Vladimir Ashkenazy: Don’t go for the career

Vladimir Ashkenazy: Don’t go for the career


norman lebrecht

November 19, 2018

The pianist and conductor is Zsolt Bognar’s latest guest in Living the Classical Life.

He talks about Sviatoslav Richter, the Soviet system, playing football, fame and wealth, and the human soul.

‘Don’t go for the career,’ he advises. ‘Just go for the music you are playing.’



  • Andy says:

    But what a career he has had……….!! I still love to listen his piano recordings. Such wonderful touch and clarity. Some of his Beethoven concerto and Rachmaninov concerto recordings were exquisite.

  • Gnomenreigen says:

    “Don’t go for the career?” If he had followed his own advise, he couldn’t have bought his penthouse in Hawaii, his mansions in Greece, Switzerland, the Caribbean…

    • nimitta says:

      He DID follow his own advice, whose point I believe you either missed or ignore, Gnome. I don’t recall hearing a single measure of VA’s playing, whether live or recorded, that didn’t seem to spring from a deep and primary commitment to the music. As he is careful to point out, though, this isn’t necessarily incompatible with financial success – in fact, they are usually related to some extent. VA’s good fortune has followed, more than anything else, from his extraordinary musical gifts and what he has made of them through unrelenting and largely selfless effort.

    • Rob says:

      He deserves some luxury. Learning those concertos is hard work, physically & mentally.

    • Vovka Ashkenazy says:

      My father never went for career; if anything, “career” always went for him. He was sent by the Soviet system to the three competitions he won prizes in (he tried to get out of having to participate in the 1962 Tchaikovsky Competition, but was coerced into it), and he never once took steps to further his career; unless trying to play your best is considered as trying to do so. He was invited to perform all around the world, he was asked to record, he was invited to conduct etc. but he always went, and always goes, for the music. He never talks about where, or with whom, he has played (unless specifically asked), but he will always talk about what he has played. I would advise you to reconsider your comment. My father has followed his own advice! 😉

      • JoBe says:

        Your father’s legacy as a pianist and as a conductor will live on as long as people have a taste in classical music. His Respighi recordings with the Radio Filharmonisch Orkest Holland are fantastic and inspired. Not only does he look a little like Leonard Bernstein, he also did go where Lenny didn’t!

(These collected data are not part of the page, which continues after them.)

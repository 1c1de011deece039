use std::time::Duration;

use rand::Rng;

use crate::config::RetryConfig;

/// Outcome of consulting the policy after a failed attempt.
#[derive(Debug, Clone, Copy, PartialEq, Eq)]
pub enum RetryDecision {
    Retry(Duration),
    GiveUp,
}

/// Exponential backoff: `base_delay * 2^(attempt - 1)`, capped at `max_delay`.
#[derive(Debug, Clone)]
pub struct RetryPolicy {
    base_delay: Duration,
    max_delay: Duration,
    jitter: f64,
}

impl Default for RetryPolicy {
    fn default() -> Self {
        Self::from_config(&RetryConfig::default())
    }
}

impl RetryPolicy {
    pub fn new(base_delay: Duration) -> Self {
        Self {
            base_delay,
            max_delay: Duration::MAX,
            jitter: 0.0,
        }
    }

    pub fn from_config(config: &RetryConfig) -> Self {
        Self {
            base_delay: config.base_delay,
            max_delay: config.max_delay,
            jitter: config.jitter.clamp(0.0, 1.0),
        }
    }

    pub fn base_delay(&self) -> Duration {
        self.base_delay
    }

    /// `attempt` is the number of attempts already made, including the one
    /// that just failed.
    pub fn decide(&self, attempt: u32, max_attempts: u32) -> RetryDecision {
        if attempt >= max_attempts {
            return RetryDecision::GiveUp;
        }
        RetryDecision::Retry(self.delay_for(attempt))
    }

    /// Delay before the attempt following `attempt`, without jitter.
    pub fn delay_for(&self, attempt: u32) -> Duration {
        let exponent = attempt.saturating_sub(1);
        let factor = 1u32.checked_shl(exponent).unwrap_or(u32::MAX);
        self.base_delay
            .checked_mul(factor)
            .unwrap_or(self.max_delay)
            .min(self.max_delay)
    }

    /// Adds up to `jitter * delay` of random extra wait. With `jitter <= 1`
    /// the result never exceeds the next attempt's unjittered delay.
    pub fn jittered(&self, delay: Duration) -> Duration {
        if self.jitter <= 0.0 || delay.is_zero() {
            return delay;
        }
        let extra = rand::thread_rng().gen_range(0.0..=self.jitter);
        delay.mul_f64(1.0 + extra).min(self.max_delay)
    }
}
use std::net::SocketAddr;

use axum::{
    extract::{Path, Query, State},
    http::StatusCode,
    response::{IntoResponse, Response},
    routing::{get, post},
    Json, Router,
};
use serde::{Deserialize, Serialize};
use tokio_util::sync::CancellationToken;
use tower_http::cors::{Any, CorsLayer};

use crate::error::EngineError;
use crate::scheduler::{JobId, JobKind, JobPayload, JobRecord, JobStatus, OwnerScope, Runner};

#[derive(Clone)]
pub struct DashboardState {
    pub runner: Runner,
}

#[derive(Debug, Default, Deserialize)]
pub struct ListJobsQuery {
    pub org_id: Option<String>,
    pub user_id: Option<String>,
    pub status: Option<String>,
}

#[derive(Debug, Deserialize)]
pub struct SubmitJobRequest {
    pub kind: String,
    pub org_id: String,
    pub user_id: String,
    #[serde(default)]
    pub prompt: String,
    #[serde(default)]
    pub parameters: serde_json::Map<String, serde_json::Value>,
    pub max_attempts: Option<u32>,
}

#[derive(Debug, Serialize)]
struct SubmitJobResponse {
    job_id: String,
}

#[derive(Debug, Serialize)]
struct CancelJobResponse {
    job_id: String,
    cancelled: bool,
}

#[derive(Debug, Serialize)]
struct ErrorResponse {
    error: String,
}

/// Maps engine errors onto HTTP statuses.
struct ApiError(StatusCode, String);

impl From<EngineError> for ApiError {
    fn from(e: EngineError) -> Self {
        let status = match &e {
            EngineError::JobNotFound(_) => StatusCode::NOT_FOUND,
            EngineError::UnknownKind(_) | EngineError::Validation(_) => StatusCode::BAD_REQUEST,
            EngineError::ShuttingDown => StatusCode::SERVICE_UNAVAILABLE,
            EngineError::Store(_) | EngineError::Source(_) => StatusCode::INTERNAL_SERVER_ERROR,
        };
        ApiError(status, e.to_string())
    }
}

impl IntoResponse for ApiError {
    fn into_response(self) -> Response {
        (self.0, Json(ErrorResponse { error: self.1 })).into_response()
    }
}

fn bad_request(message: impl Into<String>) -> ApiError {
    ApiError(StatusCode::BAD_REQUEST, message.into())
}

pub fn router(state: DashboardState) -> Router {
    let cors = CorsLayer::new()
        .allow_origin(Any)
        .allow_methods(Any)
        .allow_headers(Any);

    Router::new()
        .route("/api/stats", get(stats_handler))
        .route("/api/jobs", get(list_jobs_handler).post(submit_job_handler))
        .route("/api/jobs/{id}", get(get_job_handler))
        .route("/api/jobs/{id}/cancel", post(cancel_job_handler))
        .layer(cors)
        .with_state(state)
}

pub async fn run_dashboard(addr: SocketAddr, state: DashboardState, shutdown: CancellationToken) {
    let app = router(state);

    tracing::info!(addr = %addr, "Starting dashboard server");

    let listener = match tokio::net::TcpListener::bind(addr).await {
        Ok(listener) => listener,
        Err(e) => {
            tracing::error!(addr = %addr, error = %e, "Failed to bind dashboard server");
            return;
        }
    };

    if let Err(e) = axum::serve(listener, app)
        .with_graceful_shutdown(async move { shutdown.cancelled().await })
        .await
    {
        tracing::error!(error = %e, "Dashboard server failed");
    }
}

fn parse_job_id(raw: &str) -> Result<JobId, ApiError> {
    raw.parse()
        .map_err(|_| bad_request(format!("invalid job id '{}'", raw)))
}

async fn stats_handler(State(state): State<DashboardState>) -> Result<impl IntoResponse, ApiError> {
    Ok(Json(state.runner.stats().await?))
}

async fn list_jobs_handler(
    State(state): State<DashboardState>,
    Query(query): Query<ListJobsQuery>,
) -> Result<impl IntoResponse, ApiError> {
    let status = query
        .status
        .as_deref()
        .map(str::parse::<JobStatus>)
        .transpose()
        .map_err(bad_request)?;

    let mut jobs: Vec<JobRecord> = match (query.org_id, query.user_id) {
        (Some(org_id), Some(user_id)) => {
            let owned = state
                .runner
                .list_by_owner(&OwnerScope::new(org_id, user_id))
                .await?;
            owned
                .into_iter()
                .filter(|job| status.map_or(true, |s| job.status == s))
                .collect()
        }
        (None, None) => match status {
            Some(status) => state.runner.list_by_status(status).await?,
            None => {
                let mut all = Vec::new();
                for status in [
                    JobStatus::Queued,
                    JobStatus::Processing,
                    JobStatus::Completed,
                    JobStatus::Failed,
                ] {
                    all.extend(state.runner.list_by_status(status).await?);
                }
                all
            }
        },
        _ => return Err(bad_request("org_id and user_id must be given together")),
    };

    jobs.sort_by_key(|job| (job.created_at, job.id));
    Ok(Json(jobs))
}

async fn submit_job_handler(
    State(state): State<DashboardState>,
    Json(request): Json<SubmitJobRequest>,
) -> Result<impl IntoResponse, ApiError> {
    let kind: JobKind = request.kind.parse().map_err(bad_request)?;
    let payload = JobPayload {
        prompt: request.prompt,
        parameters: request.parameters,
    };

    let job_id = state
        .runner
        .submit(
            kind,
            OwnerScope::new(request.org_id, request.user_id),
            payload,
            request.max_attempts,
        )
        .await?;

    Ok((
        StatusCode::ACCEPTED,
        Json(SubmitJobResponse {
            job_id: job_id.to_string(),
        }),
    ))
}

async fn get_job_handler(
    State(state): State<DashboardState>,
    Path(id): Path<String>,
) -> Result<impl IntoResponse, ApiError> {
    let id = parse_job_id(&id)?;
    Ok(Json(state.runner.get_job(&id).await?))
}

async fn cancel_job_handler(
    State(state): State<DashboardState>,
    Path(id): Path<String>,
) -> Result<impl IntoResponse, ApiError> {
    let id = parse_job_id(&id)?;
    let cancelled = state.runner.cancel(&id).await?;
    Ok(Json(CancelJobResponse {
        job_id: id.to_string(),
        cancelled,
    }))
}
use thiserror::Error;

use crate::scheduler::job::{JobId, JobKind};

#[derive(Error, Debug)]
pub enum EngineError {
    #[error("Job not found: {0}")]
    JobNotFound(JobId),

    #[error("No execution backend registered for kind: {0}")]
    UnknownKind(JobKind),

    #[error("Invalid job: {0}")]
    Validation(String),

    #[error("Engine is shutting down")]
    ShuttingDown,

    #[error("Store error: {0}")]
    Store(String),

    #[error("Pending source error: {0}")]
    Source(String),
}

pub type Result<T> = std::result::Result<T, EngineError>;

      • His contributions to music are remarkable, and you know how I feel about your dad. He is a role model in many ways. Love to you and the family for this holiday season, dear friend.

      • M2N2K says:

        Don’t hold your breath: Mr. Envy and Miss Jealousy are not usually open-minded enough to any kind of reconsidering.

      • Barry D. Hargan says:

        Would you kindly tell me how to write Mr. Ashkenazy? I know that this is a pipe dream, but I thought I’d ask. How fortunate you are to have Mr. Ashkenazy for your father. Thank you!

  • John Rook says:

    Wise words as ever from this greatest of men and musicians.

  • Rob says:

    He loves his John Smedley knitwear!

  • Melissa Liu says:

    Mo. Ashkenazy just completed a tour in Japan, conducting the Iceland Symphony Orchestra and with pianist Nobuyuki Tsujii: 12 concerts in12 venues, 11 cities in a little over 2 weeks. This, at age 81. Incredible.

  • Quintus Beckmesser says:

    What a charming, modest and interesting man.

  • Roberto says:

    My favorite pianist. Best Chopin Nocturnes and Preludes, Balades. His tempo and rubato on Balade #1is amazing!. Only Antonio Guedes Barbosa surpassed the Scherzos.

    Wonderful Mozart piano concertos and sonatas recordings. I wish he had recorded all sonatas.

    His Bethoveen sonatas is neck to neck with Schiff, Pollini and Brendel. All great performers. I like the piano concertos with Solti a lot, especially #4. The same as his recordings with Perlman and Harell.

    I also like his Schuman. He was a great Schuman interpreter.

    Last but not least, he made Rachmaninov sound lyrical as nobody else.

    Not to mention his Ravel, Cesar Franck.

    I never saw him playing. I saw him conducting. I understand his fight with arthritis, but I still hope to see him playing one day.

  • Frank Ho says:

    Lovely and inspirational interview! Ashkenazy seems like a sincere, wonderful person.

  • Edward Janus says:

    Mr Ashkenazy’s complete Mozart concertos are a revelation

  • doremi says:

    Many thanks for this wonderful sincere interview.